Any drive that requires disassembly and intervention in a particle-free cleanroom environment qualifies for a Level 3 recovery. These repairs can range from replacing or cleaning read/write heads to removing contamination from platters to changing platters to a new drive base because of a motor or alignment problem. All cleanroom repairs require extreme precision, can be quite time consuming, and often inspections and repairs must be performed under a microscope.

Head Slider at 80x Magnification
Before Cleaning (Contaminated)After Cleaning

3. Imaging Phase

Deep Spar Imaging Interface

Our next step is to create a sector-to-sector mirror image of the patient drive onto a temporary storage device.

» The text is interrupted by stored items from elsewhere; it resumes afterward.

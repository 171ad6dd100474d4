//! # PageLens Core
//!
//! Turns a rendered page into a compact text tree plus an identifier to
//! geometry table.
//!
//! ## Pipeline
//!
//! 1. [`identity`] - stable identifiers and recorded boxes on the live tree
//! 2. [`annotations`] - scroll position and live form values
//! 3. [`cloner`] - detached copy that all pruning works on
//! 4. [`pruning`] - ordered reduction passes
//! 5. [`serializer`] - indented pseudo-HTML
//!
//! [`Simplifier`] drives the whole sequence.

pub mod annotations;
pub mod cloner;
pub mod geometry;
pub mod identity;
pub mod pruning;
pub mod serializer;
pub mod simplifier;
pub mod visibility;

pub use cloner::{clone_for_pruning, ClonedPage};
pub use geometry::{bounding_box, is_scrollable, scroll_percentage};
pub use identity::{assign_identifiers, next_identifier};
pub use pruning::{run_pipeline, PruneContext};
pub use serializer::serialize;
pub use simplifier::Simplifier;
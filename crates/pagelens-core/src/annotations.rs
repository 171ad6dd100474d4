//! Scroll and form-state annotations.
//!
//! Collected from the live tree and written onto the clone only, so the live
//! document never gains anything but identifiers.

use std::collections::HashMap;

use tracing::debug;

use pagelens_dom::{Attribute, Document, NodeId, RenderQuery};
use pagelens_protocols::{
    Axis, ScrollState, SimplifyError, SCROLLABLE_ATTRIBUTE, SCROLLED_FROM_LEFT_ATTRIBUTE,
    SCROLLED_FROM_TOP_ATTRIBUTE,
};

use crate::geometry::{is_scrollable, scroll_percentage};

/// Extra attributes per live element, applied in order when cloning.
pub type Annotations = HashMap<NodeId, Vec<Attribute>>;

fn format_percentage(value: f64) -> String {
    format!("{}%", value.round() as i64)
}

fn scroll_attributes(state: ScrollState) -> Vec<Attribute> {
    let mut attributes = vec![Attribute::new(SCROLLABLE_ATTRIBUTE, "true")];
    if let Some(top) = state.top.filter(|top| *top >= 0.0) {
        attributes.push(Attribute::new(SCROLLED_FROM_TOP_ATTRIBUTE, format_percentage(top)));
    }
    if let Some(left) = state.left.filter(|left| *left >= 0.0) {
        attributes.push(Attribute::new(SCROLLED_FROM_LEFT_ATTRIBUTE, format_percentage(left)));
    }
    attributes
}

/// Collect annotations for every element under `root`.
///
/// - `body` is always scrollable and reports the document root's position.
/// - Other scroll containers report their own position.
/// - An `input` whose live value is not reflected by a `value` attribute
///   gets one.
pub fn collect_annotations<R>(
    document: &Document,
    render: &R,
    root: NodeId,
) -> Result<Annotations, SimplifyError>
where
    R: RenderQuery + ?Sized,
{
    let mut annotations = Annotations::new();

    for node in document.descendant_elements(root) {
        let Some(element) = document.element(node) else {
            continue;
        };
        let mut attributes = Vec::new();

        if element.name == "body" {
            let metrics = render.document_scroll_metrics()?;
            attributes.extend(scroll_attributes(scroll_percentage(&metrics)));
        } else if is_scrollable(document, render, node, Axis::Vertical)?
            || is_scrollable(document, render, node, Axis::Horizontal)?
        {
            let metrics = render.scroll_metrics(node)?;
            attributes.extend(scroll_attributes(scroll_percentage(&metrics)));
        }

        if element.is_html() && element.name == "input" && element.attribute("value").is_none() {
            if let Some(value) = render.form_value(node).filter(|value| !value.is_empty()) {
                attributes.push(Attribute::new("value", value));
            }
        }

        if !attributes.is_empty() {
            annotations.insert(node, attributes);
        }
    }

    debug!(annotated = annotations.len(), "Collected clone annotations");
    Ok(annotations)
}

At this point, if firmware repair or mechanical intervention has been required, the repaired drive is typically in an unstable condition and would not be properly recognized by a typical computer's operating system.  To manage drive instability and allow consistent sector access, it is necessary to use specialized imaging hardware such as a DeepSpar Disk Imager (shown imaging in picture) or PC-3000 with Data Extractor to complete the imaging process.  These advanced tools issue commands directly to the drive and bypass an operating system "middle man".  The hardware imager is programmed with an algorithm that must be tailored to each drive to allow for optimal copying performance and stability. It is usually necessary to modify the algorithm many times until the imaging process is complete or as many sectors as possible have been recovered.

4. Recovery Phase

In the final phase we begin individual file recovery from the copy of the patient drive created in the Imaging Phase. Recoveries with damaged file systems are scanned with reconstruction software to restore original folder structure. Intact data is then copied to a new external hard drive which is given to the client.